(Records for this task begins)

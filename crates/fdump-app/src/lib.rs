//! fdump-app - Dump pipelines and orchestration for flutter-dump
//!
//! Builds on [`fdump_daemon`] to connect to a running Flutter app, walk its
//! widget tree, and write the results to disk.
//!
//! ## Public API
//!
//! - [`run_dump()`] - One dump from launch/attach to teardown
//! - [`Session`] - VM Service connection plus the main isolate id
//! - [`config`] - `.fdump/config.toml` loading and defaults
//! - [`poller::wait_for_ready()`] - Retry a probe until the widget tree exists
//! - [`crawl::discover_and_fetch()`] - Per-node layout and details crawl
//! - [`inject::inject()`] - Compile the figma crawler into the app, reversibly
//! - [`assets::embed()`] - Inline local image assets as base64

pub mod artifacts;
pub mod assets;
pub mod config;
pub mod crawl;
pub mod dump;
pub mod inject;
pub mod poller;
pub mod session;

pub use config::{DumpMode, Settings};
pub use dump::{run_dump, DumpOutcome, DumpRequest, Target};
pub use session::Session;
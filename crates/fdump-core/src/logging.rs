//! Logging configuration using tracing

use std::path::PathBuf;
use tracing_appender::rolling::{RollingFileAppender, Rotation};
use tracing_subscriber::{fmt, prelude::*, EnvFilter};

use crate::error::Result;

const LOG_FILE_NAME: &str = "fdump.log";

/// Initialize the logging subsystem
///
/// Every step of a dump is written to `~/.local/share/flutter-dump/logs/`,
/// and progress is mirrored to stderr. Log level is controlled by the
/// `FDUMP_LOG` environment variable; `verbose` lowers the default to `debug`.
///
/// # Examples
/// ```bash
/// FDUMP_LOG=debug fdump ./my_app
/// FDUMP_LOG=fdump_daemon=trace fdump ./my_app
/// ```
pub fn init(verbose: bool) -> Result<PathBuf> {
    let log_dir = get_log_directory()?;
    std::fs::create_dir_all(&log_dir)?;

    let file_appender = RollingFileAppender::new(Rotation::DAILY, &log_dir, LOG_FILE_NAME);

    let default_directives = if verbose {
        "fdump=debug,warn"
    } else {
        "fdump=info,warn"
    };
    let env_filter =
        EnvFilter::try_from_env("FDUMP_LOG").unwrap_or_else(|_| EnvFilter::new(default_directives));

    tracing_subscriber::registry()
        .with(env_filter)
        .with(
            fmt::layer()
                .with_writer(file_appender)
                .with_ansi(false)
                .with_target(true)
                .with_thread_ids(false)
                .with_file(true)
                .with_line_number(true)
                .with_timer(fmt::time::ChronoLocal::new(
                    "%Y-%m-%d %H:%M:%S%.3f".to_string(),
                )),
        )
        .with(
            fmt::layer()
                .with_writer(std::io::stderr)
                .with_target(false)
                .without_time()
                .compact(),
        )
        .init();

    tracing::info!("═══════════════════════════════════════════════════════");
    tracing::info!("flutter-dump starting");
    tracing::info!("Log directory: {}", log_dir.display());
    tracing::info!("═══════════════════════════════════════════════════════");

    Ok(log_dir)
}

/// Get the log directory path
fn get_log_directory() -> Result<PathBuf> {
    let base = dirs::data_local_dir().unwrap_or_else(|| PathBuf::from("."));
    Ok(base.join("flutter-dump").join("logs"))
}
impl FlutterCommand {
    pub fn new(program: impl Into<PathBuf>) -> Self {
        Self {
            program: program.into(),
            leading_args: Vec::new(),
        }
    }

    /// Arguments placed before `run --machine` (e.g. a script path when the
    /// program is a shell).
    pub fn with_leading_args(mut self, args: Vec<String>) -> Self {
        self.leading_args = args;
        self
    }

    pub fn program(&self) -> &Path {
        &self.program
    }

    /// Locate the Flutter executable.
    ///
    /// Resolution order:
    /// 1. `$FLUTTER_ROOT/bin/flutter`
    /// 2. `$FLUTTER_HOME/bin/flutter`
    /// 3. `flutter` found on `PATH`
    /// 4. the bare name `flutter`, left for the OS to resolve
    ///
    /// On Windows the SDK script is `flutter.bat`.
    pub fn resolve() -> Self {
        for var in ["FLUTTER_ROOT", "FLUTTER_HOME"] {
            let Some(root) = std::env::var_os(var).filter(|v| !v.is_empty()) else {
                continue;
            };
            let candidate = PathBuf::from(root).join("bin").join(flutter_script_name());
            if candidate.is_file() {
                debug!("Using Flutter from {}: {}", var, candidate.display());
                return Self::new(dunce::simplified(&candidate).to_path_buf());
            }
            warn!(
                "{} is set but {} does not exist; falling back to PATH",
                var,
                candidate.display()
            );
        }

        match which::which(flutter_script_name()) {
            Ok(path) => {
                debug!("Using Flutter from PATH: {}", path.display());
                Self::new(path)
            }
            Err(_) => Self::new(flutter_script_name()),
        }
    }
}

fn flutter_script_name() -> &'static str {
    if cfg!(windows) {
        "flutter.bat"
    } else {
        "flutter"
    }
}

// ─────────────────────────────────────────────────────────
// FlutterProcess
// ─────────────────────────────────────────────────────────

/// Manages a Flutter child process.
///
/// The `Child` handle is moved into a dedicated `wait_for_exit` background task that
/// calls `child.wait()` and emits `DaemonEvent::Exited` with the real exit code.
/// `FlutterProcess` keeps a kill channel, an atomic exit flag for synchronous
/// checks, and a [`Notify`] that `shutdown()` awaits for a graceful exit.
pub struct FlutterProcess {
    /// Sender for stdin commands
    stdin_tx: mpsc::Sender<String>,
    /// Process ID for logging
    pid: Option<u32>,
    /// Tells the wait task to force-kill the process. Consumed on first use.
    kill_tx: Option<oneshot::Sender<()>>,
    /// Set by the wait task once the child has exited.
    exited: Arc<AtomicBool>,
    /// Notified by the wait task immediately after the child exits.
    exit_notify: Arc<Notify>,
}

(Records for this task ends)

> About this task
Where a line above includes "verbose", copy that line.

> Result
/// `FDUMP_LOG` environment variable; `verbose` lowers the default to `debug`.
pub fn init(verbose: bool) -> Result<PathBuf> {
    let default_directives = if verbose {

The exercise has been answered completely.